● TASK DIRECTIONS: Up to and including the line with "use std::collections::HashSet;", output the records exactly as they appear.
(EXERCISE MATERIAL)
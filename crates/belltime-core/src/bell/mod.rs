//! Bell trigger loop.
//!
//! A single periodic task: on each tick it reads the wall clock,
//! re-derives today's timeline, and fires every call event inside the
//! tolerance window that has not already fired for this occurrence.
//! Ticks never overlap -- the next interval tick is not awaited until
//! the previous tick's logic has completed -- and no failure inside one
//! tick prevents the next from being scheduled.
//!
//! The clock-independent logic lives in [`BellLoop::tick`], which takes
//! `now` as a parameter so the window and dedup behavior are testable
//! without a runtime.

use std::collections::HashSet;

use chrono::{Duration, Local, NaiveDate, NaiveDateTime, NaiveTime, Timelike, Utc};
use serde::{Deserialize, Serialize};
use tokio::time::MissedTickBehavior;
use tracing::{debug, info, warn};

use crate::catalog::ScheduleCatalog;
use crate::error::Result;
use crate::projector::{resolve_and_project, CallEvent, DayTimetable, ProjectionConfig};
use crate::resolver::ScheduleResolver;

/// Trigger-loop tuning.
#[derive(Debug, Clone, PartialEq, Eq, Serialize, Deserialize)]
pub struct BellLoopConfig {
    /// Seconds between ticks.
    #[serde(default = "default_tick_interval")]
    pub tick_interval_secs: u64,
    /// Half-width of the tolerance window around "now". A call at time
    /// T fires on a tick whose clock reading lies in `[T - Δ, T + Δ]`.
    #[serde(default = "default_tolerance")]
    pub tolerance_secs: u32,
}

fn default_tick_interval() -> u64 {
    60
}
fn default_tolerance() -> u32 {
    30
}

impl Default for BellLoopConfig {
    fn default() -> Self {
        Self {
            tick_interval_secs: default_tick_interval(),
            tolerance_secs: default_tolerance(),
        }
    }
}

/// A call event the loop decided to fire, handed to the sink.
#[derive(Debug, Clone, PartialEq, Serialize)]
pub struct FiredCall {
    pub date: NaiveDate,
    pub call: CallEvent,
    pub fired_at: chrono::DateTime<Utc>,
}

/// External notification sink -- the audio/notify mechanism lives
/// behind this trait, outside the core.
pub trait CallSink: Send + Sync {
    /// Invoked exactly once per call occurrence. Errors are logged and
    /// never abort the tick.
    fn on_call_fired(&self, fired: &FiredCall) -> Result<()>;
}

impl<T: CallSink + ?Sized> CallSink for std::sync::Arc<T> {
    fn on_call_fired(&self, fired: &FiredCall) -> Result<()> {
        (**self).on_call_fired(fired)
    }
}

/// Identity of one call occurrence within a date. The same time-of-day
/// recurs every day, so the ledger holding these is cleared when the
/// date rolls over.
#[derive(Debug, Clone, Copy, PartialEq, Eq, Hash)]
struct OccurrenceKey {
    call_time: NaiveTime,
    call: CallEvent,
}

impl OccurrenceKey {
    fn of(call: &CallEvent) -> Self {
        // Call times are minute-granular by construction; truncating
        // here keeps the key stable even if a source ever carries
        // seconds.
        let call_time = call
            .call_time
            .with_second(0)
            .and_then(|t| t.with_nanosecond(0))
            .unwrap_or(call.call_time);
        Self { call_time, call: *call }
    }
}

/// Already-fired state for the current date.
#[derive(Debug, Default)]
struct FiredLedger {
    date: Option<NaiveDate>,
    keys: HashSet<OccurrenceKey>,
}

impl FiredLedger {
    /// Clear the ledger when the date changes.
    fn roll_to(&mut self, date: NaiveDate) {
        if self.date != Some(date) {
            self.date = Some(date);
            self.keys.clear();
        }
    }

    /// Mark an occurrence fired; returns false when it already was.
    fn mark(&mut self, key: OccurrenceKey) -> bool {
        self.keys.insert(key)
    }
}

/// The periodic bell trigger.
pub struct BellLoop<C, S> {
    resolver: ScheduleResolver<C>,
    projection: ProjectionConfig,
    config: BellLoopConfig,
    sink: S,
    fired: FiredLedger,
}

impl<C: ScheduleCatalog, S: CallSink> BellLoop<C, S> {
    pub fn new(
        resolver: ScheduleResolver<C>,
        projection: ProjectionConfig,
        config: BellLoopConfig,
        sink: S,
    ) -> Self {
        Self {
            resolver,
            projection,
            config,
            sink,
            fired: FiredLedger::default(),
        }
    }

    /// One tick of the trigger loop at the given clock reading.
    ///
    /// Returns the number of calls fired. Never fails: resolution and
    /// sink faults are logged and absorbed so the loop's recurrence is
    /// unconditional.
    pub fn tick(&mut self, now: NaiveDateTime) -> usize {
        let date = now.date();
        self.fired.roll_to(date);
        debug!(%now, "bell tick");

        let timetable = match resolve_and_project(&self.resolver, &self.projection, date) {
            Ok(t) => t,
            Err(err) => {
                warn!(%date, %err, "timeline derivation failed, skipping tick");
                return 0;
            }
        };
        let timeline = match timetable {
            DayTimetable::Timeline(timeline) => timeline,
            DayTimetable::NoSchoolDay { description, .. } => {
                debug!(%date, %description, "no-school day, nothing to ring");
                return 0;
            }
            DayTimetable::NotFound { .. } => {
                debug!(%date, "no schedule configured, nothing to ring");
                return 0;
            }
        };

        let (from, to) = self.window(now.time());
        let mut fired_count = 0;
        for call in timeline.calls_in_window(from, to) {
            if !self.fired.mark(OccurrenceKey::of(call)) {
                continue; // Already fired for this occurrence.
            }
            if !timeline.has_slot_for(&call.source) {
                warn!(?call, "call references missing lesson/break, skipping");
                continue;
            }
            let fired = FiredCall {
                date,
                call: *call,
                fired_at: Utc::now(),
            };
            info!(time = %call.call_time, call_type = ?call.call_type, "ringing bell");
            if let Err(err) = self.sink.on_call_fired(&fired) {
                warn!(%err, time = %call.call_time, "notification sink failed");
            }
            fired_count += 1;
        }
        fired_count
    }

    /// Tolerance window `[now - Δ, now + Δ]`, clamped to the day so the
    /// bounds never wrap across midnight.
    fn window(&self, now: NaiveTime) -> (NaiveTime, NaiveTime) {
        let tolerance = Duration::seconds(i64::from(self.config.tolerance_secs));
        let since_midnight = now.signed_duration_since(NaiveTime::MIN);
        let day_end = Duration::seconds(86_399);
        let from = NaiveTime::MIN + (since_midnight - tolerance).max(Duration::zero());
        let to = NaiveTime::MIN + (since_midnight + tolerance).min(day_end);
        (from, to)
    }

    /// Drive the loop on the configured fixed interval until the process
    /// shuts down. The single awaiting task guarantees no tick overlap;
    /// `MissedTickBehavior::Delay` keeps a slow tick from causing a
    /// burst of catch-up ticks.
    pub async fn run(mut self) {
        let period = std::time::Duration::from_secs(self.config.tick_interval_secs.max(1));
        let mut ticker = tokio::time::interval(period);
        ticker.set_missed_tick_behavior(MissedTickBehavior::Delay);
        info!(period_secs = self.config.tick_interval_secs, "bell loop started");
        loop {
            ticker.tick().await;
            self.tick(Local::now().naive_local());
        }
    }
}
(End EXERCISE MATERIAL)
● SOLUTION:
filename crates/belltime-core/src/bell/mod.rs
//! Bell trigger loop.
//!
//! A single periodic task: on each tick it reads the wall clock,
//! re-derives today's timeline, and fires every call event inside the
//! tolerance window that has not already fired for this occurrence.
//! Ticks never overlap -- the next interval tick is not awaited until
//! the previous tick's logic has completed -- and no failure inside one
//! tick prevents the next from being scheduled.
//!
//! The clock-independent logic lives in [`BellLoop::tick`], which takes
//! `now` as a parameter so the window and dedup behavior are testable
//! without a runtime.

use std::collections::HashSet;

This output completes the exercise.